ShadowBound: Efficient Heap Memory Protection Through Advanced Metadata Management and Customized Compiler Optimization

TL;DR

ShadowBound is a novel, efficient heap memory protection system that uses shadow memory and compiler optimizations to prevent out-of-bounds and use-after-free vulnerabilities with minimal overhead.

Contribution

It introduces a new heap protection design that integrates with existing defenses, utilizing shadow memory and customized compiler optimizations for improved efficiency.

Findings

Provides robust heap protection with minimal overhead

Compatible with various use-after-free defenses

Effective in real-world program security

Abstract

In software development, the prevalence of unsafe languages such as C and C++ introduces potential vulnerabilities, especially within the heap, a pivotal component for dynamic memory allocation.

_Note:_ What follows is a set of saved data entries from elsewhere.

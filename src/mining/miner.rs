//! Level-wise frequent itemset discovery (Apriori)

use rayon::prelude::*;
use serde::{Deserialize, Serialize};
use std::collections::{BTreeSet, HashSet};
use std::hash::Hash;
use tracing::{debug, info};

use super::itemset::Itemset;
use super::metrics::{LevelMetrics, MiningMetrics, Stage, StageTimer};
use super::transactions::{Support, TransactionSet};
use crate::config::MiningConfig;
use crate::error::{Error, Result};

/// An itemset together with its support over the mined transactions
#[derive(Debug, Clone, PartialEq, Serialize, Deserialize)]
#[serde(bound(deserialize = "I: Deserialize<'de> + Ord"))]
pub struct FrequentItemset<I> {
    pub itemset: Itemset<I>,
    pub support: Support,
}

/// Discovers every itemset whose support meets `min_support`
#[derive(Debug, Clone)]
pub struct PatternMiner {
    config: MiningConfig,
}

impl PatternMiner {
    pub fn new(config: MiningConfig) -> Self {
        Self { config }
    }

    /// Run the level-wise search.
    ///
    /// Output order is by itemset size, then canonical itemset order, though
    /// callers should not rely on it.
    ///
    /// # Errors
    ///
    /// [`Error::EmptyTransactionSet`] when `transactions` is empty.
    pub fn discover<I>(&self, transactions: &TransactionSet<I>) -> Result<Vec<FrequentItemset<I>>>
    where
        I: Ord + Hash + Clone + Send + Sync,
    {
        self.discover_with_metrics(transactions)
            .map(|(frequent, _)| frequent)
    }

    /// Same as [`discover`](Self::discover), also returning run counters
    pub fn discover_with_metrics<I>(
        &self,
        transactions: &TransactionSet<I>,
    ) -> Result<(Vec<FrequentItemset<I>>, MiningMetrics)>
    where
        I: Ord + Hash + Clone + Send + Sync,
    {
        if transactions.is_empty() {
            return Err(Error::EmptyTransactionSet);
        }

        let timer = StageTimer::start(Stage::Discovery);
        let mut metrics = MiningMetrics::default();
        metrics.transactions = transactions.len();

        let items = transactions.distinct_items();
        metrics.distinct_items = items.len();

        let mut candidates: Vec<Itemset<I>> = items.into_iter().map(Itemset::singleton).collect();
        let mut all_frequent = Vec::new();
        let mut size = 1;

        while !candidates.is_empty() {
            let parallel = candidates.len() > self.config.parallel_threshold();
            let candidate_count = candidates.len();
            let frequent = self.count_level(candidates, transactions, parallel)?;

            debug!(
                "Level {}: {} candidates, {} frequent{}",
                size,
                candidate_count,
                frequent.len(),
                if parallel { " (parallel)" } else { "" }
            );
            metrics.levels.push(LevelMetrics {
                size,
                candidates: candidate_count,
                frequent: frequent.len(),
                parallel,
            });

            if frequent.is_empty() {
                break;
            }

            candidates = Self::generate_candidates(&frequent, size);
            all_frequent.extend(frequent);
            size += 1;
        }

        metrics.frequent_itemsets = all_frequent.len();
        timer.finish(&mut metrics);

        info!(
            "Discovered {} frequent itemsets over {} transactions (max size {})",
            all_frequent.len(),
            transactions.len(),
            metrics.max_frequent_size()
        );

        Ok((all_frequent, metrics))
    }

    /// Count support for every candidate and keep those meeting the threshold.
    ///
    /// Each candidate's count depends only on the candidate and the
    /// transactions, so the parallel path yields the same result, in the
    /// same order, as the serial one.
    fn count_level<I>(
        &self,
        candidates: Vec<Itemset<I>>,
        transactions: &TransactionSet<I>,
        parallel: bool,
    ) -> Result<Vec<FrequentItemset<I>>>
    where
        I: Ord + Clone + Send + Sync,
    {
        let min_support = self.config.min_support();
        let score = |itemset: Itemset<I>| -> Result<Option<FrequentItemset<I>>> {
            let support = transactions.support(&itemset)?;
            Ok(support
                .meets(min_support)
                .then_some(FrequentItemset { itemset, support }))
        };

        let scored: Vec<Option<FrequentItemset<I>>> = if parallel {
            candidates.into_par_iter().map(score).collect::<Result<_>>()?
        } else {
            candidates.into_iter().map(score).collect::<Result<_>>()?
        };

        Ok(scored.into_iter().flatten().collect())
    }

    /// Build size `size + 1` candidates from pairwise unions of frequent
    /// size-`size` itemsets.
    ///
    /// A union qualifies only if it has exactly `size + 1` items and all of
    /// its `size`-subsets are frequent; anything containing a discarded
    /// itemset can never meet the threshold.
    fn generate_candidates<I>(frequent: &[FrequentItemset<I>], size: usize) -> Vec<Itemset<I>>
    where
        I: Ord + Hash + Clone,
    {
        let known: HashSet<&Itemset<I>> = frequent.iter().map(|f| &f.itemset).collect();
        let mut candidates = BTreeSet::new();

        for (i, left) in frequent.iter().enumerate() {
            for right in &frequent[i + 1..] {
                let union = left.itemset.union(&right.itemset);
                if union.len() != size + 1 || candidates.contains(&union) {
                    continue;
                }
                if Self::has_infrequent_subset(&union, size, &known) {
                    continue;
                }
                candidates.insert(union);
            }
        }

        candidates.into_iter().collect()
    }

    fn has_infrequent_subset<I>(
        candidate: &Itemset<I>,
        size: usize,
        known: &HashSet<&Itemset<I>>,
    ) -> bool
    where
        I: Ord + Hash + Clone,
    {
        candidate
            .combinations(size)
            .any(|subset| !known.contains(&subset))
    }
}

#[cfg(test)]
mod tests {
    use super::*;
    use pretty_assertions::assert_eq;
    use std::collections::HashMap;

    fn miner(min_support: f64) -> PatternMiner {
        PatternMiner::new(MiningConfig::new(min_support, 0.5).unwrap())
    }

    fn by_itemset<I: Ord + Hash + Clone>(
        frequent: &[FrequentItemset<I>],
    ) -> HashMap<Itemset<I>, Support> {
        frequent
            .iter()
            .map(|f| (f.itemset.clone(), f.support))
            .collect()
    }

    fn scenario() -> TransactionSet<char> {
        TransactionSet::from_transactions(vec![
            vec!['A', 'B'],
            vec!['A', 'B', 'C'],
            vec!['A'],
            vec!['B', 'C'],
        ])
    }

    #[test]
    fn test_reference_scenario() {
        let found = by_itemset(&miner(0.5).discover(&scenario()).unwrap());

        let support = |items: &[char]| found.get(&Itemset::from_items(items.iter().copied()));
        assert_eq!(support(&['A']), Some(&Support { count: 3, total: 4 }));
        assert_eq!(support(&['B']), Some(&Support { count: 3, total: 4 }));
        assert_eq!(support(&['C']), Some(&Support { count: 2, total: 4 }));
        assert_eq!(support(&['A', 'B']), Some(&Support { count: 2, total: 4 }));
        assert_eq!(support(&['B', 'C']), Some(&Support { count: 2, total: 4 }));
        assert_eq!(support(&['A', 'C']), None);
        assert_eq!(support(&['A', 'B', 'C']), None);
        assert_eq!(found.len(), 5);
    }

    #[test]
    fn test_single_transaction_single_item() {
        let tx = TransactionSet::from_transactions(vec![vec!["solo"]]);
        let found = miner(0.5).discover(&tx).unwrap();
        assert_eq!(found.len(), 1);
        assert_eq!(found[0].itemset, Itemset::singleton("solo"));
        assert_eq!(found[0].support.value(), 1.0);
    }

    #[test]
    fn test_empty_transactions_rejected() {
        let tx: TransactionSet<u32> = TransactionSet::from_transactions(Vec::<Vec<u32>>::new());
        assert!(matches!(
            miner(0.1).discover(&tx),
            Err(Error::EmptyTransactionSet)
        ));
    }

    #[test]
    fn test_transactions_without_items_yield_nothing() {
        let tx = TransactionSet::from_transactions(vec![Vec::<u32>::new(), Vec::new()]);
        assert!(miner(0.0).discover(&tx).unwrap().is_empty());
    }

    #[test]
    fn test_zero_support_terminates() {
        // Every combination qualifies at zero support; the search still ends
        // once itemsets reach the number of distinct items.
        let tx = TransactionSet::from_transactions(vec![vec![1, 2], vec![3]]);
        let found = miner(0.0).discover(&tx).unwrap();
        assert_eq!(found.len(), 7);
        assert!(found.iter().any(|f| f.itemset.len() == 3 && f.support.is_zero()));
    }

    #[test]
    fn test_metrics_track_levels() {
        let (found, metrics) = miner(0.5).discover_with_metrics(&scenario()).unwrap();
        assert_eq!(metrics.transactions, 4);
        assert_eq!(metrics.distinct_items, 3);
        assert_eq!(metrics.frequent_itemsets, found.len());
        assert_eq!(metrics.levels[0].candidates, 3);
        assert_eq!(metrics.levels[0].frequent, 3);
        // {A,C} is the only candidate pair to fail
        assert_eq!(metrics.levels[1].candidates, 3);
        assert_eq!(metrics.levels[1].frequent, 2);
        assert_eq!(metrics.max_frequent_size(), 2);
    }

    #[test]
    fn test_candidates_require_frequent_subsets() {
        let tx = TransactionSet::from_transactions(vec![
            vec![1, 2],
            vec![1, 2],
            vec![2, 3],
            vec![2, 3],
            vec![1, 3],
        ]);
        let level_two = vec![
            FrequentItemset {
                itemset: Itemset::from_items([1, 2]),
                support: tx.support(&Itemset::from_items([1, 2])).unwrap(),
            },
            FrequentItemset {
                itemset: Itemset::from_items([2, 3]),
                support: tx.support(&Itemset::from_items([2, 3])).unwrap(),
            },
        ];
        // {1,2,3} is a valid union but {1,3} is not frequent
        assert!(PatternMiner::generate_candidates(&level_two, 2).is_empty());
    }

    #[test]
    fn test_parallel_matches_serial() {
        let tx = TransactionSet::from_transactions(
            (0..200u32).map(|i| vec![i % 7, i % 5, i % 3 + 10]),
        );
        let serial = PatternMiner::new(
            MiningConfig::new(0.05, 0.5)
                .unwrap()
                .with_parallel_threshold(usize::MAX),
        );
        let parallel =
            PatternMiner::new(MiningConfig::new(0.05, 0.5).unwrap().with_parallel_threshold(0));

        assert_eq!(serial.discover(&tx).unwrap(), parallel.discover(&tx).unwrap());
    }
}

Despite its significance, heap management complexities have made heap corruption pervasive, posing severe threats to system security. While prior solutions aiming for temporal and spatial memory safety exhibit overheads deemed impractical, we present ShadowBound, a unique heap memory protection design. At its core, ShadowBound is an efficient out-of-bounds defense that can work with various use-after-free defenses (e.g. MarkUs, FFMalloc, PUMM) without compatibility constraints. We harness a shadow memory-based metadata management mechanism to store heap chunk boundaries and apply customized compiler optimizations tailored for boundary checking. We implemented ShadowBound atop the LLVM framework and integrated three state-of-the-art use-after-free defenses. Our evaluations show that ShadowBound provides robust heap protection with minimal time and memory overhead, suggesting its effectiveness and efficiency in safeguarding real-world programs against prevalent heap vulnerabilities.